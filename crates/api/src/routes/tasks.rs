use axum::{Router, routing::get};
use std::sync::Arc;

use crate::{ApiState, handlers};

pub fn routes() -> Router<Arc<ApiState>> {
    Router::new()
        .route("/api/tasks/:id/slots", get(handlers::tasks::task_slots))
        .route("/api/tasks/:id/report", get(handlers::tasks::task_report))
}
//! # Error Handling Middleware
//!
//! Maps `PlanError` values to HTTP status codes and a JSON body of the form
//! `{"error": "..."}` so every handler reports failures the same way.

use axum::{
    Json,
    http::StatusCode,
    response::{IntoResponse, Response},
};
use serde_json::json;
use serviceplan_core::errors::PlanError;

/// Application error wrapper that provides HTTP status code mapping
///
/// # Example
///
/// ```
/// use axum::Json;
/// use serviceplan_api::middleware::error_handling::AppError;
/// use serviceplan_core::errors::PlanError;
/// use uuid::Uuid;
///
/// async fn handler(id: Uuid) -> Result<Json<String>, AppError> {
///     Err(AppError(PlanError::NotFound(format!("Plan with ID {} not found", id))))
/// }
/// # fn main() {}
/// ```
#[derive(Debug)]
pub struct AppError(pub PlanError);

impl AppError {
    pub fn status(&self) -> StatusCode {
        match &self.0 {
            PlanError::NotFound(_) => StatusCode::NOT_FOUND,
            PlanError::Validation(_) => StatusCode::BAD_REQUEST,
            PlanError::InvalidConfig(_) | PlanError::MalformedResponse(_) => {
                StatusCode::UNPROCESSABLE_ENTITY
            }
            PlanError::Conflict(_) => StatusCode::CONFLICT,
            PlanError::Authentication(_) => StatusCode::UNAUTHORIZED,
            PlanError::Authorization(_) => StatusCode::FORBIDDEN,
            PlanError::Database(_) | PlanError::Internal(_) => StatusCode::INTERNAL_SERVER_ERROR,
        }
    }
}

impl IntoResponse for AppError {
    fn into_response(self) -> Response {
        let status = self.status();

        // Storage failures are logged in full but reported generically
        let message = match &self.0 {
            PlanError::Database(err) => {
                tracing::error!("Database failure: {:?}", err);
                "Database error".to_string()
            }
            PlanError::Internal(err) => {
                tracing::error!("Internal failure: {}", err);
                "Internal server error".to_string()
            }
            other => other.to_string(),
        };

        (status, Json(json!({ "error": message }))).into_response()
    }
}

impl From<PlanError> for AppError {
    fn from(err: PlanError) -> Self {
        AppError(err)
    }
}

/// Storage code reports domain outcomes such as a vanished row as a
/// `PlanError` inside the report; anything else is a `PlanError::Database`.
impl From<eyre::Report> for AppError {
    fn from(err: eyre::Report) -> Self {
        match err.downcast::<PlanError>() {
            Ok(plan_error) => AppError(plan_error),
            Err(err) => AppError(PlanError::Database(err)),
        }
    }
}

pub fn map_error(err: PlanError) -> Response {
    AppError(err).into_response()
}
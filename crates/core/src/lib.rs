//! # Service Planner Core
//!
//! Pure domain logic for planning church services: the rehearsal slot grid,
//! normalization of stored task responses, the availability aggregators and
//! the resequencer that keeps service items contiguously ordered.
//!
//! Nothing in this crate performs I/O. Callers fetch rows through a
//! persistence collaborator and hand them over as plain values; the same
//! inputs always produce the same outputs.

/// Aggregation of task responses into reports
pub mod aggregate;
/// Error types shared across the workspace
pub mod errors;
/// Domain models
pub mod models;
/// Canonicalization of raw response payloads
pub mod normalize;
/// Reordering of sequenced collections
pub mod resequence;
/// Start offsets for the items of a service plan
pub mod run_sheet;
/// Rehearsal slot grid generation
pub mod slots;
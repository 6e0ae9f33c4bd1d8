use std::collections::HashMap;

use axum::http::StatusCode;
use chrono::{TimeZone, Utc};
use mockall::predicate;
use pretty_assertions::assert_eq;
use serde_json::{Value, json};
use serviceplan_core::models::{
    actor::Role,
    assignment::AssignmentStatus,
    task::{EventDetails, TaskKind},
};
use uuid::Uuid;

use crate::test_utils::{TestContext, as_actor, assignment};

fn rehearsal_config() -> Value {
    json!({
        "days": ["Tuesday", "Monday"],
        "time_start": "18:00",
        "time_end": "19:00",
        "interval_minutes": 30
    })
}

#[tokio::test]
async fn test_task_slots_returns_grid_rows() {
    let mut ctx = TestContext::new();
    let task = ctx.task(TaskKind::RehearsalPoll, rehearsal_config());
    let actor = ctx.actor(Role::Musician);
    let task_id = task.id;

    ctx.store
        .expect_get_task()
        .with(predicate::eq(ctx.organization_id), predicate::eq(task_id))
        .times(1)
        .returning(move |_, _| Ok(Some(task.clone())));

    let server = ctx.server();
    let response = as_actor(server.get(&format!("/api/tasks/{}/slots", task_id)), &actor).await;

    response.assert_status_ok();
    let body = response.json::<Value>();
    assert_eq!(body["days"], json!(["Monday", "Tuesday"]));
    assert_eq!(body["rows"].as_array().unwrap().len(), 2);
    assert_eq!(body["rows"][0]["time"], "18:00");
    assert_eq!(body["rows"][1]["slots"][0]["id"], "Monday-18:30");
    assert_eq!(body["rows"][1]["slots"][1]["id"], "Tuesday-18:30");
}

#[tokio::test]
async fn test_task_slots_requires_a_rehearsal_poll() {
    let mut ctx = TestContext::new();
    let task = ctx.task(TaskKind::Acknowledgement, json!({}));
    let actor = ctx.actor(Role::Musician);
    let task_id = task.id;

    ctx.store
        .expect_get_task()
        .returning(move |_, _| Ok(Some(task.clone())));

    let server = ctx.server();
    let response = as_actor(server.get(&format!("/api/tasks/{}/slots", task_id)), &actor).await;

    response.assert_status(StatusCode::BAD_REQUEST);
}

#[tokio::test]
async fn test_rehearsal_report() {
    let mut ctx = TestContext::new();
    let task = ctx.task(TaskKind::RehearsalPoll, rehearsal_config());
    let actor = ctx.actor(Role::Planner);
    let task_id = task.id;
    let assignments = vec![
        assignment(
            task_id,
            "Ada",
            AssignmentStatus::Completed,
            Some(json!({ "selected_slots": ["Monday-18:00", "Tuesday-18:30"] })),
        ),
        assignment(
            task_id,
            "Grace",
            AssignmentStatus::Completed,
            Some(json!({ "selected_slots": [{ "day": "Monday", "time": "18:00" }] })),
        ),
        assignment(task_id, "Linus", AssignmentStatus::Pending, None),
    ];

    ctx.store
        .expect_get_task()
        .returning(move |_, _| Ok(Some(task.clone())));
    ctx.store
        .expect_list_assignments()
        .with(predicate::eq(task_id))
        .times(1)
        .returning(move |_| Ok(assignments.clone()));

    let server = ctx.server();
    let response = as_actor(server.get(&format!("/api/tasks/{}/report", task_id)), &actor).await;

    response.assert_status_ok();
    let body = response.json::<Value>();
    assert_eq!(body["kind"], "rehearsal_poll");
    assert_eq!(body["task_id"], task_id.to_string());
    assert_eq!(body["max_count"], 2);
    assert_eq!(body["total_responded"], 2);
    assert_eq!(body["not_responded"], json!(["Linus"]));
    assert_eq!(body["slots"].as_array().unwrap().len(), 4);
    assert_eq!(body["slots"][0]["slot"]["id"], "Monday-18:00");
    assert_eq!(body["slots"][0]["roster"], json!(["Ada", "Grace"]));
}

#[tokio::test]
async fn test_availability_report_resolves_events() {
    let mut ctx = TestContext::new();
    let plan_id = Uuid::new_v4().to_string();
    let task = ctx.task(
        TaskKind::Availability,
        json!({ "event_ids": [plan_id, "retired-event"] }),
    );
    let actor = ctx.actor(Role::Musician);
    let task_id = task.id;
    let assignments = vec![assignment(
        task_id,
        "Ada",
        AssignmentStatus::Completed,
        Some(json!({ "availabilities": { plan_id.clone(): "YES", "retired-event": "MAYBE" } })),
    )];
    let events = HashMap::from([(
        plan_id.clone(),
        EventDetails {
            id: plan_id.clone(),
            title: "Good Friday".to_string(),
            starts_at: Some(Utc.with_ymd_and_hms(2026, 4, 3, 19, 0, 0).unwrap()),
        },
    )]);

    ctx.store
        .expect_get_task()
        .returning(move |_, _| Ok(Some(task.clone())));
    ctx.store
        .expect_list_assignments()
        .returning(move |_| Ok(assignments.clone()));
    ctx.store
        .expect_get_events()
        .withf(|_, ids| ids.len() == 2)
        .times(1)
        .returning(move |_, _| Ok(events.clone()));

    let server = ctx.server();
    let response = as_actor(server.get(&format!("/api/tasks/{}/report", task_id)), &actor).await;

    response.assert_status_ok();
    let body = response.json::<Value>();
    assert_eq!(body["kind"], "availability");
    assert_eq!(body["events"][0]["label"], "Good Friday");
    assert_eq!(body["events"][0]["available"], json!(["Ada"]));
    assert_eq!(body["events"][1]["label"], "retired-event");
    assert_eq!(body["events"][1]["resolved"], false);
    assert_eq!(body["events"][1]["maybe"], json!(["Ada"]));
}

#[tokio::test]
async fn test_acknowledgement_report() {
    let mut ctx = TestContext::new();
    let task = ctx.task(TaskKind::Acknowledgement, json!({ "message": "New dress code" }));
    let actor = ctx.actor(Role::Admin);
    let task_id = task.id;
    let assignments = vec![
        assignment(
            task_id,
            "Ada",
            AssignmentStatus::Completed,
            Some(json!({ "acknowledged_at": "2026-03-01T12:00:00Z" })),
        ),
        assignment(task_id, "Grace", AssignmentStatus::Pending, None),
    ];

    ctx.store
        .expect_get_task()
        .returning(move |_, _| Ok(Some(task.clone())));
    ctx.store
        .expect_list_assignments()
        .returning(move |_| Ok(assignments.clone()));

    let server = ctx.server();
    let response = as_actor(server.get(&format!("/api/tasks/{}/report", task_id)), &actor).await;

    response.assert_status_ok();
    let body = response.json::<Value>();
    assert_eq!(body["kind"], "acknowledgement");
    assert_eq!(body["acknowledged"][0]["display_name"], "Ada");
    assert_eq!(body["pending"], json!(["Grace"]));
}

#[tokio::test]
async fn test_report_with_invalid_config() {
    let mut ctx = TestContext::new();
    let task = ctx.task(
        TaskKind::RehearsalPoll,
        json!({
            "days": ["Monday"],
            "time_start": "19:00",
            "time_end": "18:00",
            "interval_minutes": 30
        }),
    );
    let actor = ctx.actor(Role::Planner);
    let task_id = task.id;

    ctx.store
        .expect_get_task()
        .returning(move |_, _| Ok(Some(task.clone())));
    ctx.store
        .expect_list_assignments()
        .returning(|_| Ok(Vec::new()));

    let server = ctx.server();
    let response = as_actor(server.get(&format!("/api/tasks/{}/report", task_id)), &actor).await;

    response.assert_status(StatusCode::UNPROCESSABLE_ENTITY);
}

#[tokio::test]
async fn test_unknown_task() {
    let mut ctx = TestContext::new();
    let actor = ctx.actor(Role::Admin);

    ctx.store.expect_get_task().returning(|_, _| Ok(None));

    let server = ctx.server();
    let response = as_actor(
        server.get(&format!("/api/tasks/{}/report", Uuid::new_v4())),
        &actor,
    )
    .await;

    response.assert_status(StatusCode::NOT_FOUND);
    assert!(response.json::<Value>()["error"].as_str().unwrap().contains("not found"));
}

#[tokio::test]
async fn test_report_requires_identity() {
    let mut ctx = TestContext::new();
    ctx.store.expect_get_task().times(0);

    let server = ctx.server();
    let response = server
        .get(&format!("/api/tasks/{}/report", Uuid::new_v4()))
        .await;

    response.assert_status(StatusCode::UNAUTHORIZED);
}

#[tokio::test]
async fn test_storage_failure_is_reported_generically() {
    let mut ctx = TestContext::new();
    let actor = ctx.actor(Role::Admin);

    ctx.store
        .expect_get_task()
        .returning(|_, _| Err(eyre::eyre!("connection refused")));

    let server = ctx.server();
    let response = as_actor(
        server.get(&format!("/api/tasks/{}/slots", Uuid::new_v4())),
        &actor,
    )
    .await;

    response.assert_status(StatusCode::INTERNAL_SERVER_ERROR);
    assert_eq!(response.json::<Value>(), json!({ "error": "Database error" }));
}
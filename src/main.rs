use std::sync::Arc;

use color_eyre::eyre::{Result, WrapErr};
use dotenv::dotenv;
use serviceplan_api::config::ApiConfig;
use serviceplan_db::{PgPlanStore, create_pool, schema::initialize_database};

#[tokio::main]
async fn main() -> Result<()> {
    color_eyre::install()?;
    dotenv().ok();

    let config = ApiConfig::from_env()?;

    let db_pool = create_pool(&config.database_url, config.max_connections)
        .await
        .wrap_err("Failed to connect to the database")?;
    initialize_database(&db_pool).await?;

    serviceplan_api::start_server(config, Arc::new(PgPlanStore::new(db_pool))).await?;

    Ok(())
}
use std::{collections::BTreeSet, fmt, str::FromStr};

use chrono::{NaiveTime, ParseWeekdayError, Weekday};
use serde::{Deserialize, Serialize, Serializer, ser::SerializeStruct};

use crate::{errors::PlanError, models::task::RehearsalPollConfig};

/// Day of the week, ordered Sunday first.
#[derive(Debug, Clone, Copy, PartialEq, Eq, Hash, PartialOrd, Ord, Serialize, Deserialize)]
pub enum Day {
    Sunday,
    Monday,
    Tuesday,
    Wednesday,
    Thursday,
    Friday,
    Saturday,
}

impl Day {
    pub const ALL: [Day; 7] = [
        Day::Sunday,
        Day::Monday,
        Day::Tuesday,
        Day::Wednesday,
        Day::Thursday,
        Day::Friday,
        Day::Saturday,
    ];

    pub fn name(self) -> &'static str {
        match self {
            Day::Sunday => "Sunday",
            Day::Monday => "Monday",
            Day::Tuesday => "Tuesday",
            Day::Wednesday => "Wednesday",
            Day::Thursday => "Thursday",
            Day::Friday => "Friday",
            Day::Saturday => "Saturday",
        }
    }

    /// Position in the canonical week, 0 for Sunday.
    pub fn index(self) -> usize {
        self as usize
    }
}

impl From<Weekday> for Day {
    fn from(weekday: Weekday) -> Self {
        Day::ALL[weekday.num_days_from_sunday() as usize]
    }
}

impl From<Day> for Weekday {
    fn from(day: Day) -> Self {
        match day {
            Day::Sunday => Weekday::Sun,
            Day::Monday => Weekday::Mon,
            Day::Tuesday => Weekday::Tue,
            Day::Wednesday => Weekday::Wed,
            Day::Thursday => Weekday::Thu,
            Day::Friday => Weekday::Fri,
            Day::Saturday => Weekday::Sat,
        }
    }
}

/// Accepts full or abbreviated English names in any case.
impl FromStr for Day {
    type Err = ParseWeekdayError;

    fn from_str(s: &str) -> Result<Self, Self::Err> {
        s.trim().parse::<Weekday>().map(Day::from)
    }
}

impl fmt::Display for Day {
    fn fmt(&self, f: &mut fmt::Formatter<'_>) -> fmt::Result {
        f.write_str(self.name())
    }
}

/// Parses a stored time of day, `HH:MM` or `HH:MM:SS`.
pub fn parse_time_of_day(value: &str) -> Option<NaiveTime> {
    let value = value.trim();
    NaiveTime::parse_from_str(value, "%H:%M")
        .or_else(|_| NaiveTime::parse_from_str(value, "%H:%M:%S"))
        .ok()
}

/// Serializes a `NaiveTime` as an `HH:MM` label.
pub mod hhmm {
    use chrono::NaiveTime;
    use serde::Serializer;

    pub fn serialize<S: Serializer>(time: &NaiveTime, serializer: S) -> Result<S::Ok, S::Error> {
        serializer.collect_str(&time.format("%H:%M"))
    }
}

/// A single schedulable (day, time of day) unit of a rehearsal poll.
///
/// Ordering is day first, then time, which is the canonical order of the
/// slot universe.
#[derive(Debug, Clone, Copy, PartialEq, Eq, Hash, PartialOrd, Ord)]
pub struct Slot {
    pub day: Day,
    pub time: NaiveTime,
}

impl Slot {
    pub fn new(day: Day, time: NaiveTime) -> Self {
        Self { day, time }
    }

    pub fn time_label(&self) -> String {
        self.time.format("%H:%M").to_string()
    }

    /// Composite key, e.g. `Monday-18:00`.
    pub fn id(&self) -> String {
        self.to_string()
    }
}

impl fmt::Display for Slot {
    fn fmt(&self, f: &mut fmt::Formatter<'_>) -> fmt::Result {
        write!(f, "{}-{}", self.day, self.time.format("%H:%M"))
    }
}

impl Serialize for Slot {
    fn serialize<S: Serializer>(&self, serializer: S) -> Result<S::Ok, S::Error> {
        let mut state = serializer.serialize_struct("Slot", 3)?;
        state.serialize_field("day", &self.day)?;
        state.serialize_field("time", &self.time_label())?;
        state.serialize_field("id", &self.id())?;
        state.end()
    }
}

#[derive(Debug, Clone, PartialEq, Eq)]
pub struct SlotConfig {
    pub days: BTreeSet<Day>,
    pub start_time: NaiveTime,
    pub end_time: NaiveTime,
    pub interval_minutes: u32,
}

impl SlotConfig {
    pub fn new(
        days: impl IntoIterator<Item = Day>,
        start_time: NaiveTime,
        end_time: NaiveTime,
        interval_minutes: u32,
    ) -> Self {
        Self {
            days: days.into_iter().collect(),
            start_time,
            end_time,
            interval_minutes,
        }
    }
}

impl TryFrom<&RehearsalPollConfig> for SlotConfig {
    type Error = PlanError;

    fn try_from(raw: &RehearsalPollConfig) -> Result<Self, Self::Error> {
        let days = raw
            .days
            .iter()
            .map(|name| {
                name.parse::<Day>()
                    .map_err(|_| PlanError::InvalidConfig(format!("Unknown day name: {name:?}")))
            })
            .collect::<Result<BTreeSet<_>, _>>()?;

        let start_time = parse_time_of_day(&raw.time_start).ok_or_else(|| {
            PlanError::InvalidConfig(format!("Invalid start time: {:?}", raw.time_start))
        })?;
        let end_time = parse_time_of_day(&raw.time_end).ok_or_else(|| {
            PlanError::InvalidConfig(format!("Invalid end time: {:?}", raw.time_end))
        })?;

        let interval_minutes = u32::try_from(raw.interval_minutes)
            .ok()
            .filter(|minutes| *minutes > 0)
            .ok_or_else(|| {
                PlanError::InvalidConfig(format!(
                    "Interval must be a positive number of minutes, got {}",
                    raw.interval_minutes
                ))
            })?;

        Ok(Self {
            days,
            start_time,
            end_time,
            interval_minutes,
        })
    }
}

### WHAT YOU SHOULD DO:
Every line of the records containing the word "axum" must appear in the answer.

### WRITTEN SOLUTION:
use axum::{Router, routing::get};
use axum::{
/// use axum::Json;
use axum::http::StatusCode;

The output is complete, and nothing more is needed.